A vulnerability in the WiFi chips made by Cypress Semiconductor and Broadcom left billions of devices at risk of an attack that allowed nearby attackers to decrypt sensitive data sent over the air.
Dubbed Kr00k, the defect in the WiFi chips of Cypress Semiconductor and Broadcom made devices that used encryption to protect user communications vulnerable. The attack allowed nearby hackers to decrypt some wireless network packets sent by the vulnerable device. In practice, Kr00k took advantage of a flaw that occurred when wireless devices disassociated from a wireless access point. If the user’s device or access point were vulnerable because they used one of the chips in question, then he went to insert all the data frames in a transmission buffer encrypted with a key composed of all zeros, very easy to decode.
Broadcom and Cypress chips are used in many WiFi devices such as smartphones, laptops, Internet of Things products, WiFi access point is router.
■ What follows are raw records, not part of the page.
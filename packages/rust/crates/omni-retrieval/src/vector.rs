//! External collaborators: the dense vector index and the corpus provider.

use anyhow::Result;
use async_trait::async_trait;

use crate::fusion::distance_to_similarity;
use crate::types::{Passage, ScoredPassage, SignalOrigin};

/// Dense embedding index (embedding model + ANN store live behind this).
#[async_trait]
pub trait VectorIndex: Send + Sync {
    /// Return up to `k` passages with their distance to `query`, nearest first.
    async fn similarity_search(&self, query: &str, k: usize) -> Result<Vec<(Passage, f32)>>;
}

/// Source of the full passage set used to (re)build the lexical index.
#[async_trait]
pub trait CorpusProvider: Send + Sync {
    /// Every passage currently in the corpus, in a stable order.
    async fn passages(&self) -> Result<Vec<Passage>>;
}

/// Convert `(passage, distance)` hits into vector-signal candidates.
///
/// Similarity is `1 - distance`; hits with a non-finite distance are dropped.
#[must_use]
pub fn to_vector_candidates(hits: Vec<(Passage, f32)>) -> Vec<ScoredPassage> {
    hits.into_iter()
        .filter_map(|(passage, distance)| {
            let similarity = distance_to_similarity(distance);
            if similarity.is_finite() {
                Some(ScoredPassage::new(passage, similarity, SignalOrigin::Vector))
            } else {
                tracing::debug!(
                    event = "retrieval.vector.hit.dropped",
                    distance,
                    "dropping vector hit with non-finite distance"
                );
                None
            }
        })
        .collect()
}
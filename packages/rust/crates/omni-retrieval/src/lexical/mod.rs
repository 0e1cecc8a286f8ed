//! Keyword (lexical) signal: TF-IDF vectors with cosine similarity.
//!
//! Layout: `tokenize` (shared build/query tokenizer), `index` (snapshot + atomic swap).

mod index;
mod tokenize;

pub use index::{LexicalIndex, LexicalSnapshot};
pub use tokenize::tokenize;
//! In-process cache for fused retrieval results.
//!
//! Keyed by a SHA-256 fingerprint of (`query`, `vector_weight`, `keyword_weight`,
//! `top_k`). LRU eviction with TTL; one explicit instance per retriever, no
//! process-wide state.

mod key;
mod store;

pub use key::CacheKey;
pub use store::{CacheStats, QueryCache};
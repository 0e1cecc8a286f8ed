//! Cache key: SHA-256 fingerprint of (query, retrieval config).

use std::fmt;

use sha2::{Digest, Sha256};

use crate::types::RetrievalConfig;

const KEY_VERSION: &[u8] = b"omni-retrieval:v1";

/// Deterministic digest of a `(query, config)` pair.
///
/// Fields are length-prefixed and the weights hashed by bit pattern, so no
/// two distinct pairs share an encoding (e.g. `top_k` 1 vs 10 never alias).
#[derive(Debug, Clone, PartialEq, Eq, Hash)]
pub struct CacheKey(String);

impl CacheKey {
    /// Fingerprint `query` under `config`.
    #[must_use]
    pub fn new(query: &str, config: &RetrievalConfig) -> Self {
        let mut hasher = Sha256::new();
        hasher.update(KEY_VERSION);
        hasher.update((query.len() as u64).to_le_bytes());
        hasher.update(query.as_bytes());
        hasher.update(weight_bits(config.vector_weight).to_le_bytes());
        hasher.update(weight_bits(config.keyword_weight).to_le_bytes());
        hasher.update((config.top_k as u64).to_le_bytes());
        Self(hex::encode(hasher.finalize()))
    }

    /// Hex digest.
    #[must_use]
    pub fn as_str(&self) -> &str {
        &self.0
    }
}

impl fmt::Display for CacheKey {
    fn fmt(&self, f: &mut fmt::Formatter<'_>) -> fmt::Result {
        f.write_str(&self.0)
    }
}

/// `-0.0` and `0.0` are the same weight.
fn weight_bits(weight: f32) -> u32 {
    if weight == 0.0 { 0 } else { weight.to_bits() }
}
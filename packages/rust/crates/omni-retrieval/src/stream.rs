//! Streaming retrieval: typed progress events over a bounded channel.
//!
//! Every stream ends with exactly one terminal event (`Completed` or `Failed`).
//! Dropping the receiver cancels the producer before the cache store step, so
//! an abandoned call never commits a cache entry.

use std::sync::Arc;

use tokio::sync::mpsc;

use crate::error::RetrievalError;
use crate::retriever::{HybridRetriever, fuse_signals};
use crate::types::{RetrievalConfig, ScoredPassage, SignalOrigin};

const STREAM_BUFFER: usize = 8;

/// Progress event of one streamed retrieval.
#[derive(Debug, Clone, PartialEq)]
pub enum RetrievalEvent {
    /// Results come from the query cache
    CacheHit,
    /// One signal finished fetching
    SignalCompleted {
        /// `Vector` or `Keyword`
        signal: SignalOrigin,
        /// Candidates it contributed
        candidates: usize,
    },
    /// Final ranked results
    Results(Vec<ScoredPassage>),
    /// Terminal: the call finished
    Completed,
    /// Terminal: the call was rejected
    Failed(RetrievalError),
}

impl RetrievalEvent {
    /// True for `Completed` and `Failed`.
    #[must_use]
    pub fn is_terminal(&self) -> bool {
        matches!(self, Self::Completed | Self::Failed(_))
    }
}

impl HybridRetriever {
    /// Run a retrieval on a background task, reporting progress as events.
    ///
    /// Must be called from within a Tokio runtime.
    #[must_use]
    pub fn retrieve_stream(
        self: &Arc<Self>,
        query: impl Into<String>,
        config: RetrievalConfig,
    ) -> mpsc::Receiver<RetrievalEvent> {
        let (tx, rx) = mpsc::channel(STREAM_BUFFER);
        let retriever = Arc::clone(self);
        let query = query.into();
        tokio::spawn(async move {
            if retriever.drive_stream(&query, config, &tx).await.is_none() {
                tracing::debug!(
                    event = "retrieval.stream.cancelled",
                    "stream receiver dropped; retrieval abandoned"
                );
            }
        });
        rx
    }

    /// Returns `None` once the receiver is gone.
    async fn drive_stream(
        &self,
        query: &str,
        config: RetrievalConfig,
        tx: &mpsc::Sender<RetrievalEvent>,
    ) -> Option<()> {
        if let Err(error) = config.validate() {
            return tx.send(RetrievalEvent::Failed(error)).await.ok();
        }

        if let Some(cached) = self.cache().get(query, &config) {
            tx.send(RetrievalEvent::CacheHit).await.ok()?;
            tx.send(RetrievalEvent::Results(cached.to_vec())).await.ok()?;
            return tx.send(RetrievalEvent::Completed).await.ok();
        }

        let (vector, keyword) = self.fetch_signals(query, &config).await;
        tx.send(RetrievalEvent::SignalCompleted {
            signal: SignalOrigin::Vector,
            candidates: vector.len(),
        })
        .await
        .ok()?;
        tx.send(RetrievalEvent::SignalCompleted {
            signal: SignalOrigin::Keyword,
            candidates: keyword.len(),
        })
        .await
        .ok()?;

        let fused = fuse_signals(vector, keyword, &config);
        if tx.is_closed() {
            return None;
        }
        self.cache().set(query, &config, fused.clone());

        tx.send(RetrievalEvent::Results(fused)).await.ok()?;
        tx.send(RetrievalEvent::Completed).await.ok()
    }
}
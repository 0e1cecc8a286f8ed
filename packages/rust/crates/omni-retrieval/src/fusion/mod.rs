//! Rank fusion for hybrid retrieval.
//!
//! Layout: `kernels` (weighted term, distance→similarity), `linear` (weighted linear fuse).

mod kernels;
mod linear;

pub use kernels::{distance_to_similarity, weighted};
pub use linear::fuse;
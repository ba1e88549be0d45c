//! Axis-aligned rectangle geometry
//!
//! Every entity is a box: `pos` is the top-left corner, `size` the extent.
//! Overlap tests are strict, so boxes that only share an edge do not touch.

use glam::Vec2;
use serde::{Deserialize, Serialize};

/// An axis-aligned rectangle in play-area coordinates
#[derive(Debug, Clone, Copy, PartialEq, Serialize, Deserialize)]
pub struct Rect {
    /// Top-left corner
    pub pos: Vec2,
    /// Width and height
    pub size: Vec2,
}

impl Rect {
    pub fn new(pos: Vec2, size: Vec2) -> Self {
        Self { pos, size }
    }

    /// A square of side `side` with its top-left at `pos`
    pub fn square(pos: Vec2, side: f32) -> Self {
        Self::new(pos, Vec2::splat(side))
    }

    #[inline]
    pub fn left(&self) -> f32 {
        self.pos.x
    }

    #[inline]
    pub fn top(&self) -> f32 {
        self.pos.y
    }

    #[inline]
    pub fn right(&self) -> f32 {
        self.pos.x + self.size.x
    }

    #[inline]
    pub fn bottom(&self) -> f32 {
        self.pos.y + self.size.y
    }

    #[inline]
    pub fn center(&self) -> Vec2 {
        self.pos + self.size * 0.5
    }

    /// Strict overlap test
    #[inline]
    pub fn intersects(&self, other: &Rect) -> bool {
        self.left() < other.right()
            && other.left() < self.right()
            && self.top() < other.bottom()
            && other.top() < self.bottom()
    }

    /// Grow by `dx` on the left and right and `dy` on the top and bottom
    pub fn inflate(&self, dx: f32, dy: f32) -> Rect {
        Rect::new(
            self.pos - Vec2::new(dx, dy),
            self.size + Vec2::new(dx, dy) * 2.0,
        )
    }

    /// Top-left position that keeps a box of `size` fully inside `self`
    pub fn clamp_inside(&self, pos: Vec2, size: Vec2) -> Vec2 {
        let max = (self.pos + self.size - size).max(self.pos);
        pos.clamp(self.pos, max)
    }

    /// True when no part of `other` lies inside `self`
    pub fn fully_outside(&self, other: &Rect) -> bool {
        !self.intersects(other)
    }
}

#[cfg(test)]
mod tests {
    use super::*;

    #[test]
    fn test_intersects_overlap() {
        let a = Rect::square(Vec2::new(0.0, 0.0), 10.0);
        let b = Rect::square(Vec2::new(5.0, 5.0), 10.0);
        assert!(a.intersects(&b));
        assert!(b.intersects(&a));
    }

    #[test]
    fn test_touching_edges_do_not_intersect() {
        let a = Rect::square(Vec2::new(0.0, 0.0), 10.0);
        let b = Rect::square(Vec2::new(10.0, 0.0), 10.0);
        assert!(!a.intersects(&b));
    }

    #[test]
    fn test_identical_bounds_intersect() {
        let a = Rect::square(Vec2::new(40.0, 40.0), 8.0);
        assert!(a.intersects(&a));
    }

    #[test]
    fn test_inflate_keeps_center() {
        let r = Rect::square(Vec2::new(100.0, 100.0), 30.0);
        let z = r.inflate(30.0, 30.0);
        assert_eq!(z.center(), r.center());
        assert_eq!(z.size, Vec2::splat(90.0));
    }

    #[test]
    fn test_clamp_inside() {
        let area = Rect::new(Vec2::ZERO, Vec2::new(800.0, 600.0));
        let size = Vec2::splat(30.0);
        assert_eq!(
            area.clamp_inside(Vec2::new(-5.0, 590.0), size),
            Vec2::new(0.0, 570.0)
        );
        assert_eq!(
            area.clamp_inside(Vec2::new(100.0, 100.0), size),
            Vec2::new(100.0, 100.0)
        );
    }
}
Several tests confirmed that, before the release of the corrective patch, some devices of Amazon (Echo, Kindle), Apple (iPhone, iPad, MacBook), Google (Nexus), Samsung (Galaxy), Raspberry (Pi 3) were at risk , Xiaomi (RedMi), as well as some Asus and Huawei access points. In total, more than one billion vulnerable devices were involved. The different companies have already released corrective updates.